DATA SHOWN
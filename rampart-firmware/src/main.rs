//! Rampart - TMC5130 bring-up firmware
//!
//! Brings a single TMC5130 up over SPI0 of an RP2040, applies the embedded
//! `machine.toml` and runs an out-and-back jog cycle through the chip's
//! ramp generator.
//!
//! Wiring (SPI0): SCK=GPIO18, MOSI=GPIO19, MISO=GPIO16, CSN=GPIO17.

#![no_std]
#![no_main]

use defmt::*;
use embassy_executor::Spawner;
use embassy_rp::spi::Spi;
use embassy_time::Timer;
use {defmt_rtt as _, panic_probe as _};

use rampart_core::config::{parse_machine_config, MachineConfig};
use rampart_drivers::stepper::Tmc5130;
use rampart_hal::gpio::ChipSelectPolarity;
use rampart_hal::spi::Mode;
use rampart_hal_rp2040::delay::BlockingDelay;
use rampart_hal_rp2040::gpio::ChipSelectPin;
use rampart_hal_rp2040::spi::Rp2040SpiBus;
use rampart_hal_rp2040::{ChipSelectTransport, SpiConfig};

mod channels;
mod tasks;

/// Embedded configuration (compiled into firmware)
/// Edit machine.toml and rebuild to customize
const EMBEDDED_CONFIG: &str = include_str!("../machine.toml");

/// Main entry point
#[embassy_executor::main]
async fn main(spawner: Spawner) {
    info!("Rampart firmware starting...");

    let p = embassy_rp::init(Default::default());
    let config = load_config();
    let spi = config.driver.spi;

    // build.rs rejects bad modes, fall back to the chip's mode anyway
    let mode = Mode::from_number(spi.mode).unwrap_or(Mode::Mode3);
    let spi_config = SpiConfig::new(spi.frequency_hz, mode).with_cs_setup_us(spi.cs_setup_us);

    let bus = Spi::new_blocking(
        p.SPI0,
        p.PIN_18,
        p.PIN_19,
        p.PIN_16,
        Rp2040SpiBus::embassy_config(&spi_config),
    );
    let cs = ChipSelectPin::new(p.PIN_17, ChipSelectPolarity::ActiveLow);
    let transport = ChipSelectTransport::with_delay(
        Rp2040SpiBus::new(bus),
        cs,
        BlockingDelay,
        spi_config,
    );
    info!("SPI0 initialized at {} Hz, mode {}", spi.frequency_hz, spi.mode);

    let mut driver = Tmc5130::with_profile(transport, config.driver.motion);
    if let Err(e) = driver.begin() {
        error!("TMC5130 bring-up failed: {}", e);
        halt().await;
    }
    if let Err(e) = driver.apply_config(&config.driver) {
        error!("Applying driver configuration failed: {}", e);
        halt().await;
    }
    if let Some(status) = driver.last_status() {
        if status.reset_flag {
            debug!("Chip reports a reset since the last GSTAT read");
        }
    }
    info!("TMC5130 configured: {}", config.driver);

    spawner.spawn(tasks::motion_task(driver)).unwrap();
    spawner.spawn(tasks::jog_cycle_task(config.cycle)).unwrap();

    info!("All tasks spawned, firmware running");
}

/// Parse the embedded configuration
///
/// Falls back to built-in defaults if parsing fails, which only happens when
/// build-time validation was bypassed.
fn load_config() -> MachineConfig {
    match parse_machine_config(EMBEDDED_CONFIG) {
        Ok(config) => {
            info!("Parsed embedded configuration");
            config
        }
        Err(e) => {
            error!("Failed to parse embedded config: {}", e);
            warn!("Using built-in defaults");
            MachineConfig::default()
        }
    }
}

/// Park the main task after a fatal error
async fn halt() -> ! {
    loop {
        Timer::after_secs(60).await;
        trace!("Halted");
    }
}
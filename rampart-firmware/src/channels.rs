//! Inter-task communication channels
//!
//! The motion task owns the driver; everything else talks to it through
//! these statics.

use embassy_sync::blocking_mutex::raw::CriticalSectionRawMutex;
use embassy_sync::channel::Channel;
use embassy_sync::signal::Signal;

use rampart_core::motion::RampMode;

/// Channel capacity for motion commands
const MOTION_CHANNEL_SIZE: usize = 4;

/// Command for the motion task
#[derive(Debug, Clone, Copy, PartialEq, Eq, defmt::Format)]
pub enum MotionCommand {
    /// Switch the ramp generator mode
    SetRampMode(RampMode),
    /// Change VMAX
    SetVelocity(u32),
    /// Move to an absolute position and wait for standstill
    MoveTo(i32),
    /// Move relative to the actual position and wait for standstill
    Jog(i32),
}

/// Motion commands, executed in order
pub static MOTION_CMD: Channel<CriticalSectionRawMutex, MotionCommand, MOTION_CHANNEL_SIZE> =
    Channel::new();

/// Completion of the last motion command
/// Value is the position after the command, or None for a bus fault
pub static MOTION_DONE: Signal<CriticalSectionRawMutex, Option<i32>> = Signal::new();
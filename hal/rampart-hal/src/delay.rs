//! Blocking delay abstraction
//!
//! Used for chip-select setup/hold timing around a transfer.

/// Busy-wait delay in microseconds
pub trait DelayUs {
    /// Block for at least `us` microseconds
    fn delay_us(&mut self, us: u32);
}

/// Delay that returns immediately
///
/// Suitable when the bus clock is slow enough that the chip's select-to-clock
/// setup time is met by the HAL's own call overhead.
#[derive(Debug, Clone, Copy, Default)]
pub struct NoDelay;

impl DelayUs for NoDelay {
    fn delay_us(&mut self, _us: u32) {}
}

EXERCISE AIM
Output the line holding "Block for at", then every later line through the end of the records above, exactly as given and nothing else.

EXPECTED ANSWER
    /// Block for at least `us` microseconds
    fn delay_us(&mut self, us: u32);
}

/// Delay that returns immediately
///
/// Suitable when the bus clock is slow enough that the chip's select-to-clock
/// setup time is met by the HAL's own call overhead.
#[derive(Debug, Clone, Copy, Default)]
pub struct NoDelay;

impl DelayUs for NoDelay {
    fn delay_us(&mut self, _us: u32) {}
}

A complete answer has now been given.